Readers: it's not convincing.  I'll be brief.

"Iain Brassington and William Simkulet both raise the following objection against legal age change," he says, paraphrasing us thus:
Ageism is not a reason to allow age change but a reason to require that age is not asked while recruiting employees.  Age change should not, therefore, be allowed because there is an easier way to solve the problem of discrimination: restricting access to one’s birthdate.
OK.  That seems like a reasonable précis, and it attracts a twofold response from him.  First, if recruiters are allowed to ask but applicants allowed to withhold age, that is a sign that there is something to hide, and so it would not solve the problem.  This is possibly correct, as far as it goes - but that's a symptom of ageism, and so it's not quite clear where we should go next.

The second option, Räsänen continues,
is to prohibit everyone from revealing their ages in job applications to ensure that no-one can be discriminated against because of age.
(This is the position towards which I lean, by the way.)  But, he objects,
[t]his option might reduce discrimination but the cost is too high. Age is an important part of people’s identities. If we do not allow people to reveal their ages to others, we are committing a serious moral wrong because we are restricting their freedom on something that matters to them greatly.
I have real problems with this.  Bluntly, I don't know what it means, and I can't even speculate about what it's supposed to mean.  What are we supposed to make about a claim that "age is an important part of people's identities"?  What work is being done by "identity"?  Indeed, is any work being done by it at all?  In what sense is age important to whatever it is that "identity" is supposed to mean?

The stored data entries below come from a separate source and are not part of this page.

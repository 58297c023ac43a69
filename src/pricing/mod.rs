//! Cart pricing and promotion rules.
//!
//! Everything in this module is pure: callers load prices and promotions from
//! storage, hand them over through [`PriceLookup`] / [`PromotionLookup`], and
//! persist the resulting [`OrderDraft`] themselves.

mod draft;
mod engine;
mod promotion;

use std::collections::HashMap;

use chrono::{DateTime, Utc};
use rust_decimal::{Decimal, RoundingStrategy};
use serde::{Deserialize, Serialize};
use thiserror::Error;
use utoipa::ToSchema;

pub use draft::{OrderDraft, OrderItemDraft, ShippingInfo, finalize_checkout};
pub use engine::price_cart;
pub use promotion::{PromotionLookup, apply_promotion_code, normalize_code};

pub type ProductId = i64;
pub type PromotionId = i64;

/// Decimal places kept for every stored amount (`NUMERIC(14,4)`).
pub const MONEY_SCALE: u32 = 4;

/// Round an amount to the storage scale, half away from zero.
pub fn round_money(amount: Decimal) -> Decimal {
    amount.round_dp_with_strategy(MONEY_SCALE, RoundingStrategy::MidpointAwayFromZero)
}

#[derive(Debug, Error, Clone, PartialEq, Eq)]
pub enum PricingError {
    #[error("Cart is empty")]
    EmptyCart,

    #[error("Product {0} not found")]
    ProductNotFound(ProductId),

    #[error("Invalid quantity {quantity} for product {product_id}")]
    InvalidQuantity { product_id: ProductId, quantity: i32 },

    #[error("Promotion code '{0}' is not valid")]
    InvalidPromotion(String),

    #[error("Invalid promotion value: {0}")]
    InvalidPromotionValue(String),

    #[error("Amount out of range")]
    Overflow,
}

/// One product/quantity pair held in a checkout session.
#[derive(Debug, Clone, Copy, PartialEq, Eq, Serialize, Deserialize, ToSchema)]
pub struct CartLine {
    pub product_id: ProductId,
    pub quantity: i32,
}

impl CartLine {
    pub fn new(product_id: ProductId, quantity: i32) -> Self {
        Self {
            product_id,
            quantity,
        }
    }
}

/// Current unit prices keyed by product id.
pub trait PriceLookup {
    fn unit_price(&self, product_id: ProductId) -> Option<Decimal>;
}

impl PriceLookup for HashMap<ProductId, Decimal> {
    fn unit_price(&self, product_id: ProductId) -> Option<Decimal> {
        self.get(&product_id).copied()
    }
}

#[derive(Debug, Clone, Copy, PartialEq, Eq, Serialize, Deserialize, ToSchema)]
#[serde(rename_all = "snake_case")]
pub enum PromotionValueType {
    /// Fraction of the subtotal in `[0, 1]`.
    Percentage,
    /// Currency amount taken off the subtotal.
    Fixed,
}

impl PromotionValueType {
    pub fn as_str(self) -> &'static str {
        match self {
            PromotionValueType::Percentage => "percentage",
            PromotionValueType::Fixed => "fixed",
        }
    }

    pub fn parse(value: &str) -> Result<Self, PricingError> {
        match value {
            "percentage" => Ok(PromotionValueType::Percentage),
            "fixed" => Ok(PromotionValueType::Fixed),
            other => Err(PricingError::InvalidPromotionValue(format!(
                "unknown value type '{other}'"
            ))),
        }
    }

    pub fn validate(self, value: Decimal) -> Result<(), PricingError> {
        if value.is_sign_negative() {
            return Err(PricingError::InvalidPromotionValue(
                "value must not be negative".into(),
            ));
        }
        if self == PromotionValueType::Percentage && value > Decimal::ONE {
            return Err(PricingError::InvalidPromotionValue(
                "percentage must be a fraction between 0 and 1".into(),
            ));
        }
        Ok(())
    }
}

#[derive(Debug, Clone, PartialEq, Eq, Serialize, Deserialize)]
pub struct Promotion {
    pub id: PromotionId,
    pub code: Option<String>,
    pub value_type: PromotionValueType,
    pub value: Decimal,
    pub active: bool,
    pub expires_at: Option<DateTime<Utc>>,
    pub usage_limit: Option<i32>,
    pub used_count: i32,
}

impl Promotion {
    pub fn percentage(id: PromotionId, code: Option<&str>, value: Decimal) -> Self {
        Self::simple(id, code, PromotionValueType::Percentage, value)
    }

    pub fn fixed(id: PromotionId, code: Option<&str>, value: Decimal) -> Self {
        Self::simple(id, code, PromotionValueType::Fixed, value)
    }

    fn simple(
        id: PromotionId,
        code: Option<&str>,
        value_type: PromotionValueType,
        value: Decimal,
    ) -> Self {
        Self {
            id,
            code: code.map(normalize_code),
            value_type,
            value,
            active: true,
            expires_at: None,
            usage_limit: None,
            used_count: 0,
        }
    }

    /// Active, not expired at `now`, and below its usage limit.
    pub fn is_redeemable_at(&self, now: DateTime<Utc>) -> bool {
        self.active
            && self.expires_at.is_none_or(|expires| expires > now)
            && self.usage_limit.is_none_or(|limit| self.used_count < limit)
    }

    /// Discount this promotion grants on `subtotal`, rounded to [`MONEY_SCALE`].
    /// Fixed discounts are not capped at the subtotal; only the total is clamped.
    pub fn discount_on(&self, subtotal: Decimal) -> Result<Decimal, PricingError> {
        let discount = match self.value_type {
            PromotionValueType::Percentage => subtotal
                .checked_mul(self.value)
                .ok_or(PricingError::Overflow)?,
            PromotionValueType::Fixed => self.value,
        };
        Ok(round_money(discount).max(Decimal::ZERO))
    }
}

#[derive(Debug, Clone, PartialEq, Eq, Serialize, Deserialize, ToSchema)]
pub struct AppliedPromotion {
    pub id: PromotionId,
    pub code: Option<String>,
    pub value_type: PromotionValueType,
    #[schema(value_type = String)]
    pub value: Decimal,
}

impl From<&Promotion> for AppliedPromotion {
    fn from(promotion: &Promotion) -> Self {
        Self {
            id: promotion.id,
            code: promotion.code.clone(),
            value_type: promotion.value_type,
            value: promotion.value,
        }
    }
}

#[derive(Debug, Clone, PartialEq, Eq, Serialize, Deserialize, ToSchema)]
pub struct PricedLine {
    pub product_id: ProductId,
    pub quantity: i32,
    #[schema(value_type = String)]
    pub unit_price: Decimal,
    #[schema(value_type = String)]
    pub line_total: Decimal,
}

#[derive(Debug, Clone, PartialEq, Eq, Serialize, Deserialize, ToSchema)]
pub struct PricedCart {
    pub lines: Vec<PricedLine>,
    #[schema(value_type = String)]
    pub subtotal: Decimal,
    #[schema(value_type = String)]
    pub discount_amount: Decimal,
    #[schema(value_type = String)]
    pub total: Decimal,
    pub applied_promotion: Option<AppliedPromotion>,
}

The best I can make of it is that we might imagine someone saying something like "I identify as a 25-year-old, and this is important to me."  But that's only illusorily useful.  If someone says "I identify as a 25-year-old", are they offering that as a claim about the world, rather as one might identify an insect as belonging to a particular sub-order?  But that won't tell us anything about the desirability of legal age change, because - just as an entomologist might be wrong - there is scope for error here.  The facts might be against us.  (It would be a strange thing to say to begin with, but I'll put that to one side.)  Or are they expressing some kind of membership of a group, rather as someone might identify as a supporter of this or that football team?  Here, there is no reliance of facts as there would be in the other sense: if one says that one is a supporter, then (unless one habitually wears the rival team's colours) one is.  But the price we pay for this is that, because the statement makes no attempt to attach to the world outside our heads, it can't grip on to that world.  In short, it's not clear why anyone else, much less the law, should care.  Identify as being 25 (or anything else) all you like: you need much more than that to show that you actually are 25, or that anyone should have to treat you as such.  And since I can't really see what's going on with the identity claim, I'm utterly without a paddle when it comes to assessing whether "matters to them greatly" is worth taking seriously, what it should mean for law, and so on.

Anyway.

I get another namecheck later on in the response:
My critics claim that the terms I use are problematic. Saad would prefer physiological age instead of biological age, Simkulet would rather speak of physical and emotional maturity and Brassington seems to deny the existence of biological age altogether.
Except that I don't.  What I say is that "biological age" is figurative; that, beyond that, it is hard to see what Räsänen means by it, given that he seems to think it (a) literal, and (b) different from chronological age.  Or, y'know, age.

I'm still mystified by the original paper.  I can't help but to think that Räsänen's paper, and his response, is a warning against crowbarring "identity" into ethics: it rarely seems to generate nearly as much clarity as fog.  So it goes.